A student tests his trombone at the Toledo School for the Arts. The school, which enrolls about 580 students, typically has a waiting list of about 100, school director Martin Porter said. Under the expansion, the school plans to accept up to 60 more students in grades nine through 12.
The Blade/Lori King
Uptown charter school the Toledo School for the Arts plans to expand its high school program next year, adding students and leasing additional space in its Adams Street building.
The school, which enrolls about 580 students, typically has a waiting list of about 100, school director Martin Porter said. Under the expansion, the school plans to accept up to 60 more students in grades nine through 12.
The school, at 333 14th St., enrolls students from sixth through 12th grade.
Most students are admitted in the sixth grade and stay until they graduate, limiting admissions for older students. The expansion is mostly geared toward those students and won’t increase cohort sizes in the middle school grades.

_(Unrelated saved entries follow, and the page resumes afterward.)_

pub use self::error::ErrorMiddleware;
pub use self::security_headers::SecurityHeadersMiddleware;
pub use self::sentry::SentryMiddleware;

mod error;
mod security_headers;
mod sentry;
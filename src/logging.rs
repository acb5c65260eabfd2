use std::borrow::Cow;

use sentry::integrations::tracing::EventFilter;
use sentry::{ClientInitGuard, ClientOptions};
use tracing::Level;
use tracing_subscriber::layer::SubscriberExt;
use tracing_subscriber::util::SubscriberInitExt;
use tracing_subscriber::{EnvFilter, Layer};

use crate::prelude::*;

/// Initialises Sentry and the tracing subscriber.
///
/// The returned guard must be kept alive for the lifetime of the process,
/// otherwise pending Sentry events are dropped.
pub fn init(sentry_dsn: Option<String>, traces_sample_rate: f32) -> Result<ClientInitGuard> {
    let guard = sentry::init((
        sentry_dsn,
        ClientOptions {
            release: Some(Cow::Borrowed(env!("CARGO_PKG_VERSION"))),
            traces_sample_rate,
            ..Default::default()
        },
    ));

    let sentry_filter = EnvFilter::try_from_env("LINREG_SENTRY_LOG")
        .or_else(|_| EnvFilter::try_new("linear_regression_api=debug"))?;
    let sentry_layer = sentry::integrations::tracing::layer()
        .event_filter(|metadata| match metadata.level() {
            &Level::ERROR | &Level::WARN => EventFilter::Event,
            &Level::INFO | &Level::DEBUG | &Level::TRACE => EventFilter::Breadcrumb,
        })
        .span_filter(|metadata| matches!(metadata.level(), &Level::ERROR | &Level::WARN | &Level::INFO))
        .with_filter(sentry_filter);

    let format_filter = EnvFilter::try_from_env("LINREG_LOG")
        .or_else(|_| EnvFilter::try_new("linear_regression_api=info,poem=info"))?;
    let format_layer = tracing_subscriber::fmt::layer().with_filter(format_filter);

    tracing_subscriber::Registry::default()
        .with(sentry_layer)
        .with(format_layer)
        .try_init()
        .context("failed to install the tracing subscriber")?;

    Ok(guard)
}
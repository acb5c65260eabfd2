use std::ops::Deref;

use serde_json::{Map, Value};

use crate::regression::{Axis, Error};

#[derive(Debug, Copy, Clone, PartialEq)]
pub struct Sample {
    pub x: f64,
    pub y: f64,
}

/// Non-empty sequence of samples, in the order they were posted.
#[derive(Debug, Clone, PartialEq)]
pub struct SampleSet(Vec<Sample>);

impl SampleSet {
    /// Returns [`None`] for an empty input.
    pub fn new(samples: Vec<Sample>) -> Option<Self> {
        (!samples.is_empty()).then_some(Self(samples))
    }
}

impl Deref for SampleSet {
    type Target = [Sample];

    fn deref(&self) -> &Self::Target {
        &self.0
    }
}

/// Parses the request body into the samples.
///
/// Expected shape is `{"X": [[x₀, x₁, …]], "Y": [[y₀, y₁, …]]}`:
/// only the first inner array of each field is used.
pub fn extract(body: &[u8]) -> Result<SampleSet, Error> {
    if body.is_empty() {
        return Err(Error::EmptyBody);
    }
    let document: Value = serde_json::from_slice(body).map_err(|_| Error::InvalidJson)?;
    let object = match document {
        Value::Object(object) if !object.is_empty() => object,
        _ => return Err(Error::InvalidJson),
    };

    let x_field = get_field(&object, Axis::X)?;
    let y_field = get_field(&object, Axis::Y)?;
    let xs = first_inner_array(x_field).ok_or(Error::EmptyArray(Axis::X))?;
    let ys = first_inner_array(y_field).ok_or(Error::EmptyArray(Axis::Y))?;
    if xs.len() != ys.len() {
        return Err(Error::SizeMismatch);
    }

    let samples = xs
        .iter()
        .zip(ys)
        .map(|(x, y)| Sample {
            x: coerce(x),
            y: coerce(y),
        })
        .collect();
    SampleSet::new(samples).ok_or(Error::EmptyArray(Axis::X))
}

fn get_field(object: &Map<String, Value>, axis: Axis) -> Result<&Value, Error> {
    object
        .get(axis.field_name())
        .ok_or(Error::MissingField(axis))
}

fn first_inner_array(value: &Value) -> Option<&Vec<Value>> {
    value
        .as_array()?
        .first()?
        .as_array()
        .filter(|inner| !inner.is_empty())
}

/// Converts the array entry into a number, falling back to zero.
///
/// Malformed entries do **not** fail the request: numeric strings are parsed,
/// booleans become `1` or `0`, and everything else is taken as `0`.
fn coerce(value: &Value) -> f64 {
    let number = match value {
        Value::Number(number) => number.as_f64().unwrap_or_default(),
        Value::String(string) => string.trim().parse().unwrap_or_default(),
        Value::Bool(true) => 1.0,
        Value::Bool(false) | Value::Null | Value::Array(_) | Value::Object(_) => 0.0,
    };
    if number.is_finite() {
        number
    } else {
        0.0
    }
}

#[cfg(test)]
mod tests {
    use serde_json::json;

    use super::*;

    fn extract_value(value: Value) -> Result<SampleSet, Error> {
        extract(value.to_string().as_bytes())
    }

    #[test]
    fn extract_ok() -> crate::prelude::Result {
        let samples = extract(br#"{"X": [[1, 2.5, -3]], "Y": [[4, 5, 6]]}"#)?;
        assert_eq!(
            *samples,
            [
                Sample { x: 1.0, y: 4.0 },
                Sample { x: 2.5, y: 5.0 },
                Sample { x: -3.0, y: 6.0 },
            ]
        );
        Ok(())
    }

    #[test]
    fn extract_uses_first_inner_array_only() -> crate::prelude::Result {
        let samples = extract_value(json!({"X": [[1, 2], [7, 8, 9]], "Y": [[3, 4], [0]]}))?;
        assert_eq!(*samples, [Sample { x: 1.0, y: 3.0 }, Sample { x: 2.0, y: 4.0 }]);
        Ok(())
    }

    #[test]
    fn extract_coerces_malformed_entries() -> crate::prelude::Result {
        let samples = extract_value(json!({
            "X": [[" 1.5 ", "abc", true, null, [1], {"a": 1}]],
            "Y": [[false, "1e3", 2, "NaN", "inf", 3]],
        }))?;
        let xs: Vec<f64> = samples.iter().map(|sample| sample.x).collect();
        let ys: Vec<f64> = samples.iter().map(|sample| sample.y).collect();
        assert_eq!(xs, [1.5, 0.0, 1.0, 0.0, 0.0, 0.0]);
        assert_eq!(ys, [0.0, 1000.0, 2.0, 0.0, 0.0, 3.0]);
        Ok(())
    }

    #[test]
    fn extract_empty_body() {
        assert_eq!(extract(b""), Err(Error::EmptyBody));
    }

    #[test]
    fn extract_invalid_json() {
        assert_eq!(extract(b"{\"X\": [[1]"), Err(Error::InvalidJson));
        assert_eq!(extract(b"   "), Err(Error::InvalidJson));
    }

    #[test]
    fn extract_not_an_object() {
        assert_eq!(extract_value(json!([[1, 2], [3, 4]])), Err(Error::InvalidJson));
        assert_eq!(extract_value(json!(42)), Err(Error::InvalidJson));
        assert_eq!(extract(b"{}"), Err(Error::InvalidJson));
    }

    #[test]
    fn extract_missing_fields() {
        assert_eq!(extract_value(json!({"Y": [[1]]})), Err(Error::MissingField(Axis::X)));
        assert_eq!(extract_value(json!({"X": [[1, 2, 3]]})), Err(Error::MissingField(Axis::Y)));
        assert_eq!(extract_value(json!({"x": [[1]], "y": [[1]]})), Err(Error::MissingField(Axis::X)));
    }

    #[test]
    fn extract_missing_field_wins_over_empty_array() {
        assert_eq!(extract_value(json!({"X": []})), Err(Error::MissingField(Axis::Y)));
    }

    #[test]
    fn extract_empty_arrays() {
        assert_eq!(extract_value(json!({"X": [], "Y": [[1]]})), Err(Error::EmptyArray(Axis::X)));
        assert_eq!(extract_value(json!({"X": [[]], "Y": [[1]]})), Err(Error::EmptyArray(Axis::X)));
        assert_eq!(extract_value(json!({"X": [1, 2], "Y": [[1]]})), Err(Error::EmptyArray(Axis::X)));
        assert_eq!(extract_value(json!({"X": "1", "Y": [[1]]})), Err(Error::EmptyArray(Axis::X)));
        assert_eq!(extract_value(json!({"X": [[1]], "Y": [[]]})), Err(Error::EmptyArray(Axis::Y)));
        assert_eq!(extract_value(json!({"X": [[1]], "Y": null})), Err(Error::EmptyArray(Axis::Y)));
    }

    #[test]
    fn extract_size_mismatch() {
        assert_eq!(
            extract_value(json!({"X": [[1, 2]], "Y": [[1, 2, 3]]})),
            Err(Error::SizeMismatch),
        );
    }
}
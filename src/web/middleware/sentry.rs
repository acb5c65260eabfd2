use std::collections::BTreeMap;

use poem::http::header;
use poem::{Endpoint, Middleware, Request, Result};
use sentry::protocol::Context;
use serde_json::Value;

use crate::web::gateway::SECRET_HEADER;

/// Describes the incoming request in the Sentry scope, so that the events raised
/// while handling it point back to the caller.
pub struct SentryMiddleware;

impl<E: Endpoint> Middleware<E> for SentryMiddleware {
    type Output = SentryMiddlewareImpl<E>;

    fn transform(&self, ep: E) -> Self::Output {
        SentryMiddlewareImpl { ep }
    }
}

pub struct SentryMiddlewareImpl<E> {
    ep: E,
}

#[poem::async_trait]
impl<E: Endpoint> Endpoint for SentryMiddlewareImpl<E> {
    type Output = E::Output;

    async fn call(&self, request: Request) -> Result<Self::Output> {
        let context = describe(&request);
        sentry::configure_scope(|scope| {
            scope.set_tag("http.method", request.method());
            scope.set_tag("http.route", request.uri().path());
            scope.set_tag("client.address", request.remote_addr());
            scope.set_context("request", Context::Other(context));
        });
        self.ep.call(request).await
    }
}

/// Collects the request headers worth attaching, never the gateway secret itself.
fn describe(request: &Request) -> BTreeMap<String, Value> {
    let headers = request.headers();
    let header_value = |name: header::HeaderName| -> Value {
        headers
            .get(name)
            .and_then(|value| value.to_str().ok())
            .into()
    };
    BTreeMap::from([
        ("content_length".to_string(), header_value(header::CONTENT_LENGTH)),
        ("content_type".to_string(), header_value(header::CONTENT_TYPE)),
        ("user_agent".to_string(), header_value(header::USER_AGENT)),
        (
            "has_gateway_secret".to_string(),
            headers.contains_key(SECRET_HEADER).into(),
        ),
    ])
}
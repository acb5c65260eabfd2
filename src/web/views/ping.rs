use poem::{handler, IntoResponse};

use crate::prelude::*;
use crate::web::payload::{Payload, PONG};

#[handler]
#[instrument(skip_all, level = "debug")]
pub async fn get() -> impl IntoResponse {
    debug!("pong");
    Payload::message(PONG)
}

#[cfg(test)]
mod tests {
    use poem::http::StatusCode;

    use crate::web::gateway::SECRET_HEADER;
    use crate::web::payload::GATEWAY_REQUIRED;
    use crate::web::test::{create_gated_test_client, create_test_client, SECRET};

    #[tokio::test]
    async fn get_ping_ok() {
        let response = create_test_client().get("/ping").send().await;
        response.assert_status_is_ok();
        response.assert_header("x-content-type-options", "nosniff");
        let json = response.json().await;
        json.value().object().get("Message").assert_string("pong");
    }

    #[tokio::test]
    async fn post_ping_method_not_allowed() {
        let response = create_test_client().post("/ping").body("{}").send().await;
        response.assert_status(StatusCode::METHOD_NOT_ALLOWED);
    }

    #[tokio::test]
    async fn get_ping_without_secret_denied() {
        let response = create_gated_test_client().get("/ping").send().await;
        response.assert_status_is_ok();
        let json = response.json().await;
        json.value().object().get("Message").assert_string(GATEWAY_REQUIRED);
    }

    #[tokio::test]
    async fn get_ping_with_secret_ok() {
        let response = create_gated_test_client()
            .get("/ping")
            .header(SECRET_HEADER, SECRET)
            .send()
            .await;
        response.assert_status_is_ok();
        let json = response.json().await;
        json.value().object().get("Message").assert_string("pong");
    }
}
use poem::http::HeaderValue;
use poem::{Endpoint, IntoResponse, Middleware, Request, Response, Result};

pub struct SecurityHeadersMiddleware;

impl<E: Endpoint> Middleware<E> for SecurityHeadersMiddleware {
    type Output = SecurityHeadersImpl<E>;

    fn transform(&self, ep: E) -> Self::Output {
        SecurityHeadersImpl { ep }
    }
}

pub struct SecurityHeadersImpl<E> {
    ep: E,
}

#[poem::async_trait]
impl<E: Endpoint> Endpoint for SecurityHeadersImpl<E> {
    type Output = Response;

    async fn call(&self, request: Request) -> Result<Self::Output> {
        let mut response = self.ep.call(request).await?.into_response();
        let headers = response.headers_mut();
        headers.remove("Server");
        headers.insert("Cache-Control", HeaderValue::from_static("no-store"));
        headers.insert("X-Content-Type-Options", HeaderValue::from_static("nosniff"));
        Ok(response)
    }
}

“There’s all sorts of transfer students who are trying to get in,” Mr. Porter said, “but they are somewhat discouraged if they don’t get in at the sixth grade.”
The Toledo School for the Arts mixes a traditional college preparatory program with visual and performing arts classes. It’s been hailed as one of the most successful charter schools in Ohio, and has been rated “excellent” by the state for seven years in a row.
Mr. Porter said the proposed expansion won’t increase class sizes beyond the school’s current average, which is about 20 students.
New teachers may be hired, and current classes with low enrollment may absorb some of the new students.
The school offers nearly 120 elective courses, Mr. Porter said.
If the expansion doesn’t eliminate the school’s waiting list, prospective students will enter a lottery system for open spots.
“We think the added number will meet the demand,” Mr. Porter said. “But given the arts cuts that are going on throughout schools, there might be more kids than we expect.”
School leaders have no immediate plans for additional growth, with Mr. Porter calling the schools expansion “methodical.”
There has been some pressure from parents for the school to add elementary school grades, but any decision on that possibility won’t be made in the near future.
The school owns the basement and the first, third, and fourth floors of the building, which operates as a condominium arrangement.
School leaders plan to lease about 5,000 square feet on the second floor of the building to accommodate the expansion, Mr. Porter said.